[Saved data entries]
= = =
//! Left-to-Right Evaluation
//!
//! The expression buffer is split on single spaces into
//! `[operand, operator, operand, operator, operand, ...]`. There is no
//! precedence: each operator is applied to the running result and the next
//! operand, one remote call at a time.
//!
//! An [`EvaluationSequence`] is the explicit state of one such chain. It is
//! advanced only when the previous call resolves, because every call's left
//! operand is the previous call's result.

use serde::{Deserialize, Serialize};

use crate::backend::CalculationRequest;
use crate::error::CalculationError;
use crate::operator::Operator;

/// Identifies one evaluation chain so late responses can be recognised
#[derive(Clone, Copy, Debug, PartialEq, Eq, Hash, Serialize, Deserialize)]
pub struct ChainId(pub u64);

impl std::fmt::Display for ChainId {
    fn fmt(&self, f: &mut std::fmt::Formatter<'_>) -> std::fmt::Result {
        write!(f, "chain_{}", self.0)
    }
}

/// Split the expression buffer into tokens
#[must_use]
pub fn tokenize(buffer: &str) -> Vec<&str> {
    buffer.split(' ').collect()
}

/// Parse an operand the way a lenient number reader does
///
/// Takes the longest numeric prefix: optional sign, digits, optional
/// fraction, optional exponent. `"3."` is 3 and `"1.2.3"` is 1.2. A token
/// without any digits before the junk (`""`, `"-"`, `"."`) is not a number.
#[must_use]
pub fn parse_operand(token: &str) -> Option<f64> {
    let token = token.trim_start();
    let bytes = token.as_bytes();
    let mut end = 0;

    if matches!(bytes.first(), Some(b'+' | b'-')) {
        end += 1;
    }
    if token[end..].starts_with("Infinity") {
        return token[..end + "Infinity".len()].parse().ok();
    }

    let integer_start = end;
    while bytes.get(end).is_some_and(u8::is_ascii_digit) {
        end += 1;
    }
    let mut digits = end - integer_start;

    if bytes.get(end) == Some(&b'.') {
        let fraction_start = end + 1;
        let mut fraction_end = fraction_start;
        while bytes.get(fraction_end).is_some_and(u8::is_ascii_digit) {
            fraction_end += 1;
        }
        digits += fraction_end - fraction_start;
        end = fraction_end;
    }

    if digits == 0 {
        return None;
    }

    if matches!(bytes.get(end), Some(b'e' | b'E')) {
        let mut exponent_end = end + 1;
        if matches!(bytes.get(exponent_end), Some(b'+' | b'-')) {
            exponent_end += 1;
        }
        let exponent_digits_start = exponent_end;
        while bytes.get(exponent_end).is_some_and(u8::is_ascii_digit) {
            exponent_end += 1;
        }
        if exponent_end > exponent_digits_start {
            end = exponent_end;
        }
    }

    token[..end].trim_end_matches('.').parse().ok()
}

/// What evaluating a buffer requires
#[derive(Clone, Debug, PartialEq)]
pub enum EvaluationPlan {
    /// Nothing to evaluate
    Empty,
    /// A lone number; display it without a remote call
    Immediate(f64),
    /// Operand and operator with nothing after; nothing to do
    Incomplete,
    /// One or more remote steps
    Chain(EvaluationSequence),
}

impl EvaluationPlan {
    /// Tokenize and validate `buffer`
    ///
    /// Every operand is checked before any remote call is planned, so a bad
    /// token anywhere in the expression aborts the whole evaluation with no
    /// partial result.
    ///
    /// # Errors
    ///
    /// Returns [`CalculationError::InvalidExpression`] if an operand is not
    /// numeric or an operator token is not recognised.
    pub fn for_buffer(buffer: &str, chain: ChainId) -> Result<Self, CalculationError> {
        if buffer.is_empty() {
            return Ok(Self::Empty);
        }

        let tokens = tokenize(buffer);
        match tokens.len() {
            1 => parse_operand(tokens[0])
                .map(Self::Immediate)
                .ok_or(CalculationError::InvalidExpression),
            2 => Ok(Self::Incomplete),
            _ => {
                let seed = parse_operand(tokens[0]).ok_or(CalculationError::InvalidExpression)?;
                let steps = tokens[1..]
                    .chunks(2)
                    .map(|pair| {
                        let operator = Operator::from_token(pair[0])
                            .ok_or(CalculationError::InvalidExpression)?;
                        let operand = pair
                            .get(1)
                            .and_then(|token| parse_operand(token))
                            .ok_or(CalculationError::InvalidExpression)?;
                        Ok((operator, operand))
                    })
                    .collect::<Result<Vec<_>, CalculationError>>()?;
                Ok(Self::Chain(EvaluationSequence::new(chain, seed, steps)))
            }
        }
    }
}

/// State of one in-flight evaluation chain
#[derive(Clone, Debug, PartialEq)]
pub struct EvaluationSequence {
    chain: ChainId,
    accumulator: f64,
    steps: Vec<(Operator, f64)>,
    cursor: usize,
}

impl EvaluationSequence {
    /// Start a chain seeded with `accumulator`
    #[must_use]
    pub fn new(chain: ChainId, accumulator: f64, steps: Vec<(Operator, f64)>) -> Self {
        Self {
            chain,
            accumulator,
            steps,
            cursor: 0,
        }
    }

    /// Chain identifier
    #[must_use]
    pub fn chain(&self) -> ChainId {
        self.chain
    }

    /// Running result so far
    #[must_use]
    pub fn accumulator(&self) -> f64 {
        self.accumulator
    }

    /// Index of the step awaiting a response
    #[must_use]
    pub fn cursor(&self) -> usize {
        self.cursor
    }

    /// Total number of remote steps
    #[must_use]
    pub fn len(&self) -> usize {
        self.steps.len()
    }

    /// Whether the chain has no steps
    #[must_use]
    pub fn is_empty(&self) -> bool {
        self.steps.is_empty()
    }

    /// Whether every step has resolved
    #[must_use]
    pub fn is_complete(&self) -> bool {
        self.cursor >= self.steps.len()
    }

    /// Whether the step at the cursor is the final one
    #[must_use]
    pub fn is_last_step(&self) -> bool {
        self.cursor + 1 >= self.steps.len()
    }

    /// Request for the step at the cursor
    #[must_use]
    pub fn current_request(&self) -> Option<CalculationRequest> {
        self.steps
            .get(self.cursor)
            .map(|&(operator, operand)| {
                CalculationRequest::binary(self.accumulator, operand, operator)
            })
    }

    /// Record the result of the current step and return the next request
    pub fn advance(&mut self, result: f64) -> Option<CalculationRequest> {
        self.accumulator = result;
        self.cursor += 1;
        self.current_request()
    }
}

#[cfg(test)]
mod tests {
    use super::*;
    use pretty_assertions::assert_eq;

    const CHAIN: ChainId = ChainId(1);

    #[test]
    fn test_tokenize_alternates() {
        assert_eq!(tokenize("2 + 3 * 4"), vec!["2", "+", "3", "*", "4"]);
        assert_eq!(tokenize("-5 × 2"), vec!["-5", "×", "2"]);
        assert_eq!(tokenize("5 + "), vec!["5", "+", ""]);
    }

    #[test]
    fn test_parse_operand_prefix_rules() {
        assert_eq!(parse_operand("42"), Some(42.0));
        assert_eq!(parse_operand("-5"), Some(-5.0));
        assert_eq!(parse_operand("3."), Some(3.0));
        assert_eq!(parse_operand(".5"), Some(0.5));
        assert_eq!(parse_operand("1.2.3"), Some(1.2));
        assert_eq!(parse_operand("007"), Some(7.0));
        assert_eq!(parse_operand(""), None);
        assert_eq!(parse_operand("-"), None);
        assert_eq!(parse_operand("."), None);
        assert_eq!(parse_operand("+"), None);
    }

    #[test]
    fn test_parse_operand_reads_exponential_results() {
        assert_eq!(parse_operand("1.234568e+11"), Some(123_456_800_000.0));
        assert_eq!(parse_operand("-2.500000e-7"), Some(-2.5e-7));
        assert_eq!(parse_operand("3e"), Some(3.0));
    }

    #[test]
    fn test_single_token_is_immediate() {
        assert_eq!(
            EvaluationPlan::for_buffer("53", CHAIN),
            Ok(EvaluationPlan::Immediate(53.0))
        );
        assert_eq!(
            EvaluationPlan::for_buffer("-", CHAIN),
            Err(CalculationError::InvalidExpression)
        );
    }

    #[test]
    fn test_empty_and_incomplete() {
        assert_eq!(EvaluationPlan::for_buffer("", CHAIN), Ok(EvaluationPlan::Empty));
        assert_eq!(
            EvaluationPlan::for_buffer("5 +", CHAIN),
            Ok(EvaluationPlan::Incomplete)
        );
    }

    #[test]
    fn test_trailing_operator_is_invalid() {
        assert_eq!(
            EvaluationPlan::for_buffer("5 + ", CHAIN),
            Err(CalculationError::InvalidExpression)
        );
    }

    #[test]
    fn test_bad_operand_anywhere_aborts_before_any_call() {
        assert_eq!(
            EvaluationPlan::for_buffer("1 + 2 + . + 3", CHAIN),
            Err(CalculationError::InvalidExpression)
        );
    }

    #[test]
    fn test_chain_is_left_to_right() {
        let Ok(EvaluationPlan::Chain(mut seq)) = EvaluationPlan::for_buffer("2 + 3 * 4", CHAIN)
        else {
            panic!("expected a chain");
        };

        assert_eq!(seq.len(), 2);
        assert!(!seq.is_last_step());
        assert_eq!(
            seq.current_request(),
            Some(CalculationRequest::binary(2.0, 3.0, Operator::Add))
        );

        let next = seq.advance(5.0);
        assert_eq!(
            next,
            Some(CalculationRequest::binary(5.0, 4.0, Operator::Multiply))
        );
        assert!(!seq.is_complete());
        assert!(seq.is_last_step());

        assert_eq!(seq.advance(20.0), None);
        assert!(seq.is_complete());
        assert_eq!(seq.accumulator(), 20.0);
    }

    #[test]
    fn test_display_multiply_goes_out_as_star() {
        let Ok(EvaluationPlan::Chain(seq)) = EvaluationPlan::for_buffer("6 × 7", CHAIN) else {
            panic!("expected a chain");
        };
        assert_eq!(seq.current_request().unwrap().operation, "*");
    }
}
= = =
■ EXERCISE GOAL ■
Give back, unchanged, the line containing "Some(CalculationRequest::binary(5.0, 4.0, Operator::Multiply))" and each line that comes after it in the entries above, ending with the last.

■ RESULT ■
            Some(CalculationRequest::binary(5.0, 4.0, Operator::Multiply))
        );
        assert!(!seq.is_complete());
        assert!(seq.is_last_step());

        assert_eq!(seq.advance(20.0), None);
        assert!(seq.is_complete());
        assert_eq!(seq.accumulator(), 20.0);
    }

    #[test]
    fn test_display_multiply_goes_out_as_star() {
        let Ok(EvaluationPlan::Chain(seq)) = EvaluationPlan::for_buffer("6 × 7", CHAIN) else {
            panic!("expected a chain");
        };
        assert_eq!(seq.current_request().unwrap().operation, "*");
    }
}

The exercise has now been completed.